Today, the council’s efforts were recognized with the first Council of the Federation Excellence in Water Stewardship Award, presented by Steve Thomson, provincial minister of natural resource operations.
As a cabinet minister who grew up in Kelowna, Thomson admits that people in the Okanagan tend to take water for granted, yet he says the need to resolve the competing interests and needs for water will continue to grow as the population grows.
He said the award is quite an honour, with the OWSC out-competing the rest of a field of 16 nominees,. He’s hopeful it will garner some recognition from the public for the behind-the-scenes work being done by the council.
Each province in the federation presented a water stewardship award for the first time this year.
Support letters for the OWSC repeatedly used the terms collaboration and innovation in water stewardship.
The OWSC is made up of realtors, foresters, anglers, biologists, farmers, scientists, public health staff, planners, hydrologists and natives from around the valley. Despite their diverse views, they all sit shoulder to shoulder around the table and talk about water issues.
Sometimes the talk is heated and this disparate group disagrees, but through discussion often there’s a breakthrough and there’s excitement as one element gains a sudden vision of clarity on another’s viewpoint—and another step forward is taken.
For the last seven years, this unlikely group of volunteers—all of whom have a common interest in water—have made their way to Kelowna once every month to talk about such diverse topics as declining water levels in wells; links between groundwater and surface water; how much water is enough; what affects water quality and invasive aquatic species.
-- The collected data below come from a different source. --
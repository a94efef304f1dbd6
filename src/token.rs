//! Access token acquisition and caching.

use {
    crate::{
        canonical::{canonical_url, RequestBody},
        clock::Clock,
        constants::*,
        transport::{into_transport_error, PlatformRequest, PlatformResponse},
        AuthError, Config, HttpMethod, PlatformError, Signer,
    },
    chrono::{DateTime, Duration, Utc},
    http::StatusCode,
    log::{debug, trace},
    parking_lot::RwLock,
    serde::Deserialize,
    std::{
        fmt::{Debug, Formatter, Result as FmtResult},
        sync::Arc,
    },
    tokio::sync::Mutex as AsyncMutex,
    tower::{BoxError, Service, ServiceExt},
};

/// The response envelope of the token endpoint.
#[derive(Deserialize)]
struct TokenEnvelope {
    #[serde(default)]
    success: bool,

    #[serde(default)]
    code: Option<i64>,

    #[serde(default)]
    msg: Option<String>,

    #[serde(default)]
    result: Option<TokenResult>,
}

#[derive(Deserialize)]
struct TokenResult {
    access_token: String,

    /// Lifetime in seconds.
    expire_time: i64,
}

struct CachedToken {
    access_token: String,
    expires_at: DateTime<Utc>,
}

/// Obtains access tokens from the platform and caches them until shortly before they expire.
///
/// A token is reused while `now < expires_at - refresh_margin`. Once that no longer holds, the
/// next [`get_token`](TokenManager::get_token) performs a new handshake. Handshakes are
/// serialized: callers arriving while one is in flight wait for it and then reuse its token.
/// A failed handshake leaves the cache untouched and is not retried.
pub struct TokenManager<T> {
    signer: Signer,
    base_url: String,
    transport: T,
    clock: Arc<dyn Clock>,
    refresh_margin: Duration,
    cache: RwLock<Option<CachedToken>>,
    handshake: AsyncMutex<()>,
}

impl<T> TokenManager<T> {
    /// Create a token manager talking to `base_url` through `transport`.
    pub fn new<S: Into<String>>(
        signer: Signer,
        base_url: S,
        transport: T,
        clock: Arc<dyn Clock>,
        refresh_margin: Duration,
    ) -> Self {
        Self {
            signer,
            base_url: base_url.into(),
            transport,
            clock,
            refresh_margin,
            cache: RwLock::new(None),
            handshake: AsyncMutex::new(()),
        }
    }

    /// Create a token manager from a [`Config`].
    pub fn from_config(config: &Config, transport: T, clock: Arc<dyn Clock>) -> Self {
        Self::new(Signer::from_config(config), config.base_url(), transport, clock, config.refresh_margin())
    }

    /// When the cached token expires, if one is cached. This is the server-reported expiry; the
    /// token stops being used `refresh_margin` earlier.
    pub fn expires_at(&self) -> Option<DateTime<Utc>> {
        self.cache.read().as_ref().map(|c| c.expires_at)
    }

    /// Drop the cached token so the next call performs a handshake.
    pub fn invalidate(&self) {
        debug!("invalidate: dropping cached access token");
        *self.cache.write() = None;
    }

    #[inline]
    pub(crate) fn signer(&self) -> &Signer {
        &self.signer
    }

    #[inline]
    pub(crate) fn base_url(&self) -> &str {
        &self.base_url
    }

    #[inline]
    pub(crate) fn transport(&self) -> &T {
        &self.transport
    }

    #[inline]
    pub(crate) fn clock(&self) -> &dyn Clock {
        self.clock.as_ref()
    }

    fn cached(&self) -> Option<String> {
        let now = self.clock.now();
        self.cache
            .read()
            .as_ref()
            .filter(|c| c.expires_at.checked_sub_signed(self.refresh_margin).is_some_and(|t| now < t))
            .map(|c| c.access_token.clone())
    }
}

impl<T> TokenManager<T>
where
    T: Service<PlatformRequest, Response = PlatformResponse, Error = BoxError> + Clone + Send,
    T::Future: Send,
{
    /// Return a valid access token, performing the handshake if none is cached.
    ///
    /// # Errors
    /// Returns an [`AuthError`] if the handshake fails at the network, HTTP, or platform level.
    pub async fn get_token(&self) -> Result<String, AuthError> {
        if let Some(token) = self.cached() {
            trace!("get_token: using cached token");
            return Ok(token);
        }

        let _gate = self.handshake.lock().await;

        // Another caller may have refreshed while we waited.
        if let Some(token) = self.cached() {
            trace!("get_token: token refreshed by concurrent handshake");
            return Ok(token);
        }

        let token = self.request_token().await?;
        let access_token = token.access_token.clone();
        *self.cache.write() = Some(token);
        Ok(access_token)
    }

    async fn request_token(&self) -> Result<CachedToken, AuthError> {
        let url = canonical_url(PATH_TOKEN, &[(QP_GRANT_TYPE, QP_GRANT_TYPE_SIMPLE)]);
        let signed = self.signer.sign(HttpMethod::Get, &url, &RequestBody::empty(), None, self.clock.now());
        let headers = self.signer.headers(&signed)?;
        let req = PlatformRequest::new(HttpMethod::Get, format!("{}{}", self.base_url, url), headers, None);

        debug!("request_token: requesting access token from {}", self.base_url);
        let response = match self.transport.clone().oneshot(req).await {
            Ok(response) => response,
            Err(e) => {
                let e = into_transport_error(e);
                debug!("request_token: transport error: {}", e);
                return Err(e.into());
            }
        };

        if response.status() != StatusCode::OK {
            debug!("request_token: HTTP {}", response.status().as_u16());
            return Err(AuthError::Http(response.status().as_u16()));
        }

        let envelope: TokenEnvelope =
            serde_json::from_slice(response.body()).map_err(|e| AuthError::MalformedResponse(e.to_string()))?;

        if !envelope.success {
            let e = PlatformError {
                code: envelope.code,
                msg: envelope.msg.unwrap_or_default(),
            };
            debug!("request_token: rejected: {}", e);
            return Err(AuthError::Platform(e));
        }

        let result = envelope.result.ok_or_else(|| AuthError::MalformedResponse("missing result".to_string()))?;
        let expires_at = Some(result.expire_time)
            .filter(|secs| *secs > 0)
            .and_then(Duration::try_seconds)
            .and_then(|ttl| self.clock.now().checked_add_signed(ttl))
            .ok_or_else(|| {
                debug!("request_token: expire_time {} out of range", result.expire_time);
                AuthError::MalformedResponse("expire_time out of range".to_string())
            })?;
        debug!("request_token: obtained access token expiring at {}", expires_at);

        Ok(CachedToken {
            access_token: result.access_token,
            expires_at,
        })
    }
}

impl<T> Debug for TokenManager<T> {
    fn fmt(&self, f: &mut Formatter<'_>) -> FmtResult {
        f.debug_struct("TokenManager")
            .field("signer", &self.signer)
            .field("base_url", &self.base_url)
            .field("refresh_margin", &self.refresh_margin)
            .field("expires_at", &self.expires_at())
            .finish()
    }
}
The OWSC is a unique body, providing expertise from the field on water issues and tapping scientific research to provide accurate answers to questions and the basis for recommendations to the OBWB, the decision-making board, made up of politicians who represent the public.
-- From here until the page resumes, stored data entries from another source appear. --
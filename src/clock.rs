//! Wall-clock abstraction.
//!
//! Token expiry and request timestamps both read the clock through [`Clock`], so tests can pin
//! or advance time without sleeping.

use {
    chrono::{DateTime, Duration, Utc},
    parking_lot::Mutex,
    std::{fmt::Debug, sync::Arc},
};

/// Source of the current time.
pub trait Clock: Debug + Send + Sync {
    /// Returns the current UTC timestamp.
    fn now(&self) -> DateTime<Utc>;
}

/// The system clock.
#[derive(Clone, Copy, Debug, Default)]
pub struct SystemClock;

impl Clock for SystemClock {
    #[inline]
    fn now(&self) -> DateTime<Utc> {
        Utc::now()
    }
}

/// A clock that only moves when told to. Clones share the same time.
#[derive(Clone, Debug)]
pub struct ManualClock {
    now: Arc<Mutex<DateTime<Utc>>>,
}

impl ManualClock {
    /// Create a clock pinned to `now`.
    pub fn new(now: DateTime<Utc>) -> Self {
        Self {
            now: Arc::new(Mutex::new(now)),
        }
    }

    /// Create a clock pinned to `secs` seconds after the Unix epoch.
    pub fn at_epoch_seconds(secs: i64) -> Self {
        Self::new(DateTime::from_timestamp(secs, 0).unwrap_or_default())
    }

    /// Set the current time.
    pub fn set(&self, now: DateTime<Utc>) {
        *self.now.lock() = now;
    }

    /// Set the current time to `secs` seconds after the Unix epoch.
    pub fn set_epoch_seconds(&self, secs: i64) {
        self.set(DateTime::from_timestamp(secs, 0).unwrap_or_default());
    }

    /// Move the clock forward.
    pub fn advance(&self, by: Duration) {
        let mut now = self.now.lock();
        *now += by;
    }
}

impl Clock for ManualClock {
    fn now(&self) -> DateTime<Utc> {
        *self.now.lock()
    }
}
The Okanagan basin involves 19 government jurisdictions, is home to more than 315,000 people, double that in visitors, and a sometimes-endangered diversity of fish and wildlife—and all rely on a single source of water.
In 2008 the council produced the Okanagan Sustainable Water Strategy, complete with recommendations on policies and projects on water conservation, water economics, irrigation efficiency, water monitoring and reporting and water source protection.
It followed with the Okanagan Water Supply and Demand Project, the most detailed assessment of water supply and demand ever conducted in western Canada, which includes a framework of models and data on which to build future work.
They are now being used in regional growth strategies, liquid waste management plans, water master plans, dam safety studies, and hydrology research.
This project has won awards and been featured in reports and presentations across the country.
Along the way, the council also developed a groundwater bylaws toolkit for use by local governments and a water reporting tool for the valley’s water utilities.
Anna Warwick Sears, executive-director of the OBWB, and nominator of the OWSC for the award noted the Okanagan is one of the most water-stressed regions in Canada: “a lovely, unique and very complex; fragile, semi-arid landscape that is rapidly urbanizing.”
She noted it is a major challenge to meet all water needs, “with such competing uses, climate change, population growth and encroachment on Nature’s ecological support system.
“How do you make sense of such complexity without broad agreement from across sectors?” she asks.
With such diversity on the council, often conflicts over water can be resolved, before they grow, she noted.
“Water wars occur when water supplies are short, so building these relationships and networks before wars can happen is really valuable,” she commented.
She reiterated the OBWB mantra “One Valley, One Water,” which describes the flow of water from higher elevations around the valley to the valley bottom, and from north to south, so whatever impacts water along the way is ultimately felt by those downstream.
“We have a mutual responsibility for our water; to respect it,” she says.
” A water pollution problem in any community affects all Okanagan cities tourism-wise because the Okanagan is marketed and seen as one region by visitors,” she noted.
The board and its council is involved every year in celebrating World Water Day, and tonight will be sponsoring a panel discussion with participants Sears, Maria Besso, speaking for Kalamalka Lake; Rick Simpson, for Wood Lake; Leon Louis, Syilx knowledge-holder on Okanagan Lake; Stu Wells, Osoyoos Mayor, for Osoyoos Lake; and Justin Hall on the theme of cooperation.
The panel discussion will take place at Summerhill Pyramid Winery. Events begin there at 5 p.m.